» PROBLEM STATEMENT: Could you restate every line of the data word for word?

» INPUT DATA:
◆ ◆ ◆ ◆ ◆
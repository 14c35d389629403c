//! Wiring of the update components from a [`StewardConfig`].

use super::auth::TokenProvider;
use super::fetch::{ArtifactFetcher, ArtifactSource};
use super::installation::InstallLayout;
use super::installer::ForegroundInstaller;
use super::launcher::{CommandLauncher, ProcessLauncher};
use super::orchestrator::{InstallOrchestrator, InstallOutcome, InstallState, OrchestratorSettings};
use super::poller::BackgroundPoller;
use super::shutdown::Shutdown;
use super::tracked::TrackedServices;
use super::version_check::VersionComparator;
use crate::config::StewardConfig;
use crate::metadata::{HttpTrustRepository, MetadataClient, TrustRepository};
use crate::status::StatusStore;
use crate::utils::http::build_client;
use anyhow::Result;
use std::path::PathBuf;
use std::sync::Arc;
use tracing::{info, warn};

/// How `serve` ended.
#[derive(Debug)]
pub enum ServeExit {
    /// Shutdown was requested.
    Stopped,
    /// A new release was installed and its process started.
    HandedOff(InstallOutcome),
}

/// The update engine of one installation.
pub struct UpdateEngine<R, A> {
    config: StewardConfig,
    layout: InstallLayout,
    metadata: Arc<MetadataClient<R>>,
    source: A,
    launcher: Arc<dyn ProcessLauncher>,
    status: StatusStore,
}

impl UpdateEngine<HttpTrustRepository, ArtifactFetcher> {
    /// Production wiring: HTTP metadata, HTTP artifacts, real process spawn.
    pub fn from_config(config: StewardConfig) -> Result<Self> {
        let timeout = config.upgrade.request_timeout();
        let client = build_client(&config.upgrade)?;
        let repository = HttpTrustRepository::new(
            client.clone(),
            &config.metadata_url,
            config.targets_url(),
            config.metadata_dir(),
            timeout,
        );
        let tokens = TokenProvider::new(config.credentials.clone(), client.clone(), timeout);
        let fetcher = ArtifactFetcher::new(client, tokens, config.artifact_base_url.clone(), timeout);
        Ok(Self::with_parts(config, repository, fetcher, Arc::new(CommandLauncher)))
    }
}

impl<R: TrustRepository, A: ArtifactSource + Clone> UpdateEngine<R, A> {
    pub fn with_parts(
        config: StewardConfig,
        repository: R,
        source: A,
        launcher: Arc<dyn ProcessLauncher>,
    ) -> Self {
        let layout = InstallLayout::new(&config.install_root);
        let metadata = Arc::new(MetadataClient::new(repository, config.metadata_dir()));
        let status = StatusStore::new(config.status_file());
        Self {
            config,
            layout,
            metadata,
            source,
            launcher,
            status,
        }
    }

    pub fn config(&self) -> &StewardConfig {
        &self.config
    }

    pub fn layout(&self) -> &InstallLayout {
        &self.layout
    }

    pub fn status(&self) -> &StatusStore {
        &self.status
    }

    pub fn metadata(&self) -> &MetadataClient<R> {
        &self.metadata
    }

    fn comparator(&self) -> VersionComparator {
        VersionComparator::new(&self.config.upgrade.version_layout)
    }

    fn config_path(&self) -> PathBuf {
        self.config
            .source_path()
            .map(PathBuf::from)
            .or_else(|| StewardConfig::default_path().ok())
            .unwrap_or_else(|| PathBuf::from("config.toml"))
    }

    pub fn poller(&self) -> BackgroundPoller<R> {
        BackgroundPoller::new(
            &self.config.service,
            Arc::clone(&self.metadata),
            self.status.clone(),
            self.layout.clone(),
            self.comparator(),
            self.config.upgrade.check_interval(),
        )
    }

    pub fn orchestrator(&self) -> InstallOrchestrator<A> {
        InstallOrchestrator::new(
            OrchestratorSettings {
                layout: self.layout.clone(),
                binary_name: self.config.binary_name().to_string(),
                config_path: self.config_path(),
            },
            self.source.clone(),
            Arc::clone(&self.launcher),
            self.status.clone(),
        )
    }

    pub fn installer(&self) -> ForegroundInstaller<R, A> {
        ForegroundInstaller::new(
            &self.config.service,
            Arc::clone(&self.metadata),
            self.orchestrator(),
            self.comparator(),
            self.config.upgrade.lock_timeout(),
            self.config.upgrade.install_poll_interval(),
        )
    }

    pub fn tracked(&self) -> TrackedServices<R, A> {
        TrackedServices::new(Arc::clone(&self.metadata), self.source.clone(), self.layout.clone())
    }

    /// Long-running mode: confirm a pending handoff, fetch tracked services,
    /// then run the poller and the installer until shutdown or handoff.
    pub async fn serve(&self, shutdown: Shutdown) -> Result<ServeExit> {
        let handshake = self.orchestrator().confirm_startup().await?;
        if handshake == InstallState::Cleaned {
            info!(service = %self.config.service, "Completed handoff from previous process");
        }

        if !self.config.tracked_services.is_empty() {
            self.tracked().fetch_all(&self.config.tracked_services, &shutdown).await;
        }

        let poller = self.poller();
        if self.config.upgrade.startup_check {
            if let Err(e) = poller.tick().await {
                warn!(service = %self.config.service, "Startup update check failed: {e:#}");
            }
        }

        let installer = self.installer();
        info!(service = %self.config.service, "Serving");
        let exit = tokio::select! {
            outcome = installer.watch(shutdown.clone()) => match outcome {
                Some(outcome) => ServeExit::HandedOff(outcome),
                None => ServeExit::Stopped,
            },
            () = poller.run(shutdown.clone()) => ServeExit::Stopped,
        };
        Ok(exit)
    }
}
◆ ◆ ◆ ◆ ◆
» COMPLETED TASK:
repository 14c35d389629403c
//! Wiring of the update components from a [`StewardConfig`].

use super::auth::TokenProvider;
use super::fetch::{ArtifactFetcher, ArtifactSource};
use super::installation::InstallLayout;
use super::installer::ForegroundInstaller;
use super::launcher::{CommandLauncher, ProcessLauncher};
use super::orchestrator::{InstallOrchestrator, InstallOutcome, InstallState, OrchestratorSettings};
use super::poller::BackgroundPoller;
use super::shutdown::Shutdown;
use super::tracked::TrackedServices;
use super::version_check::VersionComparator;
use crate::config::StewardConfig;
use crate::metadata::{HttpTrustRepository, MetadataClient, TrustRepository};
use crate::status::StatusStore;
use crate::utils::http::build_client;
use anyhow::Result;
use std::path::PathBuf;
use std::sync::Arc;
use tracing::{info, warn};

/// How `serve` ended.
#[derive(Debug)]
pub enum ServeExit {
    /// Shutdown was requested.
    Stopped,
    /// A new release was installed and its process started.
    HandedOff(InstallOutcome),
}

/// The update engine of one installation.
pub struct UpdateEngine<R, A> {
    config: StewardConfig,
    layout: InstallLayout,
    metadata: Arc<MetadataClient<R>>,
    source: A,
    launcher: Arc<dyn ProcessLauncher>,
    status: StatusStore,
}

impl UpdateEngine<HttpTrustRepository, ArtifactFetcher> {
    /// Production wiring: HTTP metadata, HTTP artifacts, real process spawn.
    pub fn from_config(config: StewardConfig) -> Result<Self> {
        let timeout = config.upgrade.request_timeout();
        let client = build_client(&config.upgrade)?;
        let repository = HttpTrustRepository::new(
            client.clone(),
            &config.metadata_url,
            config.targets_url(),
            config.metadata_dir(),
            timeout,
        );
        let tokens = TokenProvider::new(config.credentials.clone(), client.clone(), timeout);
        let fetcher = ArtifactFetcher::new(client, tokens, config.artifact_base_url.clone(), timeout);
        Ok(Self::with_parts(config, repository, fetcher, Arc::new(CommandLauncher)))
    }
}

impl<R: TrustRepository, A: ArtifactSource + Clone> UpdateEngine<R, A> {
    pub fn with_parts(
        config: StewardConfig,
        repository: R,
        source: A,
        launcher: Arc<dyn ProcessLauncher>,
    ) -> Self {
        let layout = InstallLayout::new(&config.install_root);
        let metadata = Arc::new(MetadataClient::new(repository, config.metadata_dir()));
        let status = StatusStore::new(config.status_file());
        Self {
            config,
            layout,
            metadata,
            source,
            launcher,
            status,
        }
    }

    pub fn config(&self) -> &StewardConfig {
        &self.config
    }

    pub fn layout(&self) -> &InstallLayout {
        &self.layout
    }

    pub fn status(&self) -> &StatusStore {
        &self.status
    }

    pub fn metadata(&self) -> &MetadataClient<R> {
        &self.metadata
    }

    fn comparator(&self) -> VersionComparator {
        VersionComparator::new(&self.config.upgrade.version_layout)
    }

    fn config_path(&self) -> PathBuf {
        self.config
            .source_path()
            .map(PathBuf::from)
            .or_else(|| StewardConfig::default_path().ok())
            .unwrap_or_else(|| PathBuf::from("config.toml"))
    }

    pub fn poller(&self) -> BackgroundPoller<R> {
        BackgroundPoller::new(
            &self.config.service,
            Arc::clone(&self.metadata),
            self.status.clone(),
            self.layout.clone(),
            self.comparator(),
            self.config.upgrade.check_interval(),
        )
    }

    pub fn orchestrator(&self) -> InstallOrchestrator<A> {
        InstallOrchestrator::new(
            OrchestratorSettings {
                layout: self.layout.clone(),
                binary_name: self.config.binary_name().to_string(),
                config_path: self.config_path(),
            },
            self.source.clone(),
            Arc::clone(&self.launcher),
            self.status.clone(),
        )
    }

    pub fn installer(&self) -> ForegroundInstaller<R, A> {
        ForegroundInstaller::new(
            &self.config.service,
            Arc::clone(&self.metadata),
            self.orchestrator(),
            self.comparator(),
            self.config.upgrade.lock_timeout(),
            self.config.upgrade.install_poll_interval(),
        )
    }

    pub fn tracked(&self) -> TrackedServices<R, A> {
        TrackedServices::new(Arc::clone(&self.metadata), self.source.clone(), self.layout.clone())
    }

    /// Long-running mode: confirm a pending handoff, fetch tracked services,
    /// then run the poller and the installer until shutdown or handoff.
    pub async fn serve(&self, shutdown: Shutdown) -> Result<ServeExit> {
        let handshake = self.orchestrator().confirm_startup().await?;
        if handshake == InstallState::Cleaned {
            info!(service = %self.config.service, "Completed handoff from previous process");
        }

        if !self.config.tracked_services.is_empty() {
            self.tracked().fetch_all(&self.config.tracked_services, &shutdown).await;
        }

        let poller = self.poller();
        if self.config.upgrade.startup_check {
            if let Err(e) = poller.tick().await {
                warn!(service = %self.config.service, "Startup update check failed: {e:#}");
            }
        }

        let installer = self.installer();
        info!(service = %self.config.service, "Serving");
        let exit = tokio::select! {
            outcome = installer.watch(shutdown.clone()) => match outcome {
                Some(outcome) => ServeExit::HandedOff(outcome),
                None => ServeExit::Stopped,
            },
            () = poller.run(shutdown.clone()) => ServeExit::Stopped,
        };
        Ok(exit)
    }
}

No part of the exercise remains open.